On modern AWS instance types so much is offloaded to dedicated hardware that the only shared (noisy) components between VMs is memory bandwidth and higher levels of CPU cache (and I think graviton doesn't even share CPU cache now)
I would suspect your performance difference is mostly likely showing that on metal you are sharing the same software wider so not polluting caches as much as a vm neighbour running unrelated software.
The virtual instance is the exact same size as the metal one, which covers an entire physical machine - I guess this is pure overhead rather than noisy neighbors.
That's a surprisingly large overhead. I've not measured that large an impact on AMD, particularly for compute heavy.

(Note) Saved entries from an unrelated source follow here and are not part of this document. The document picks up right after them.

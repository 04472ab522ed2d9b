//! Rain IR - shared front-end data types.
//!
//! This crate holds the types every front-end stage agrees on:
//! - Source identity (`SourceId`, `SourceMap`)
//! - Byte spans and line/column positions
//! - Token kinds (bit-packed, see [`TokenKind`]), tokens, and the
//!   append-only [`TokenList`] addressed by [`TokenIdx`]
//!
//! # Design Philosophy
//!
//! - **Index, don't point**: tokens are referred to by `TokenIdx`, so the
//!   token storage may grow without invalidating anything handed out earlier.
//! - **Copy everything small**: `Position`, `Span`, `TokenKind` are all `Copy`.

/// Compile-time assertion that a type has a specific size.
///
/// Used to prevent accidental size regressions in frequently-allocated types.
#[macro_export]
macro_rules! static_assert_size {
    ($ty:ty, $size:expr) => {
        const _: [(); $size] = [(); ::std::mem::size_of::<$ty>()];
    };
}

mod position;
mod source_map;
mod span;
mod token;

pub use position::Position;
pub use source_map::{SourceId, SourceMap};
pub use span::Span;
pub use token::{KindFlags, Token, TokenIdx, TokenKind, TokenList};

Did you profile at all? And have you observed if it's not compute-bound? If it's memory or IO bound it can be due to other virtualization overheads, such as memory encryption.
We've been running some compute heavy workloads on AWS, with some running on metal instances, and some running on virtualized instances of equal size.

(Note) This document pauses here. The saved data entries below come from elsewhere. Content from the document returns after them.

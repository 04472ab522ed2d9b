//! Lexer for Rain.
//!
//! - [`Scanner`] turns a [`SourceBuffer`] into tokens one lexeme at a time,
//!   collecting [`LexError`]s beside each token.
//! - [`TokenStream`] materializes tokens lazily for the parser.
//! - [`lex`] scans a whole buffer eagerly.

mod keywords;
mod lex_error;
mod scanner;
mod stream;

pub use keywords::{KeywordTrie, RESERVED};
pub use lex_error::{LexError, LexErrorKind};
pub use scanner::{Scanned, Scanner};
pub use stream::{Mark, StreamError, TokenDiagnostic, TokenStream};

use rain_ir::{SourceId, TokenList};
use rain_lexer_core::SourceBuffer;

/// Output of [`lex`].
#[derive(Clone, Debug, Default)]
pub struct LexOutput<'src> {
    /// Every token, ending with exactly one `ENDMARK`.
    pub tokens: TokenList<'src>,
    pub diagnostics: Vec<TokenDiagnostic>,
}

impl LexOutput<'_> {
    pub fn has_errors(&self) -> bool {
        !self.diagnostics.is_empty()
    }
}

/// Scan all of `buffer`.
pub fn lex(buffer: &SourceBuffer, source: SourceId) -> LexOutput<'_> {
    let (tokens, diagnostics) = TokenStream::new(buffer, source).finish();
    LexOutput {
        tokens,
        diagnostics,
    }
}

#[cfg(test)]
mod tests {
    use pretty_assertions::assert_eq;
    use rain_ir::{SourceId, TokenKind};
    use rain_lexer_core::SourceBuffer;

    use super::lex;

    #[test]
    fn lex_ends_with_single_end_marker() {
        let buffer = SourceBuffer::from_text("let x = 0x1F; // done");
        let output = lex(&buffer, SourceId::ANONYMOUS);
        let kinds: Vec<TokenKind> = output.tokens.iter().map(|t| t.kind).collect();
        assert_eq!(
            kinds,
            vec![
                TokenKind::KEYWORD_LET,
                TokenKind::IDENTIFIER,
                TokenKind::SIGN_ASSIGN,
                TokenKind::HEX_INTEGER,
                TokenKind::SIGN_SEMICOLON,
                TokenKind::ENDMARK,
            ]
        );
        assert!(!output.has_errors());
    }

    #[test]
    fn lex_empty_source() {
        let buffer = SourceBuffer::new(b"");
        let output = lex(&buffer, SourceId::ANONYMOUS);
        assert_eq!(output.tokens.len(), 1);
        assert!(output.tokens[0].kind.is_endmark());
    }
}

Both were intel 192 core machines.
Virtualized instances tended to perform 20-25% worse in terms of CPU throughput, which is quite significant, and more than I'd have assumed.
Where does the performance go? Is this an AWS thing, does the performance get lost in the software stack, or is it a CPU-level issue?
I haven't tried with other vendors tbh, but would it be possible to mitigate this by switching to another architecture/vendor like AMD or Graviton?